### What is needed
From the entries that follow, reproduce exactly and only the lines from the line with "pub fn stdev(values: &[f64])" to the line with "filename src/evaluation/mod.rs", endpoints included.
Records for the task Start Marker
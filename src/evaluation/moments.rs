use crate::core::RttError;

/// Arithmetic mean. Fails on an empty sequence.
pub fn mean(values: &[f64]) -> Result<f64, RttError> {
    if values.is_empty() {
        return Err(RttError::InsufficientData { needed: 1, got: 0 });
    }
    Ok(values.iter().sum::<f64>() / values.len() as f64)
}

/// Sample standard deviation with the unbiased `n - 1` denominator.
///
/// Two-pass: the mean is computed first, then the squared residuals.
pub fn stdev(values: &[f64]) -> Result<f64, RttError> {
    let n = values.len();
    if n < 2 {
        return Err(RttError::InsufficientData { needed: 2, got: n });
    }
    let m = mean(values)?;
    let ss: f64 = values.iter().map(|v| (v - m) * (v - m)).sum();
    Ok((ss / (n - 1) as f64).sqrt())
}
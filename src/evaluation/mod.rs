mod aggregator;
mod measurement;
mod moments;
mod summary;

pub use aggregator::StatsAggregator;
pub use measurement::Measurement;
pub use moments::{mean, stdev};
pub use summary::{SequenceStats, StatsSummary};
Records for the task End Marker
### Response to this exercise
pub fn stdev(values: &[f64]) -> Result<f64, RttError> {
    let n = values.len();
    if n < 2 {
        return Err(RttError::InsufficientData { needed: 2, got: n });
    }
    let m = mean(values)?;
    let ss: f64 = values.iter().map(|v| (v - m) * (v - m)).sum();
    Ok((ss / (n - 1) as f64).sqrt())
}
filename src/evaluation/mod.rs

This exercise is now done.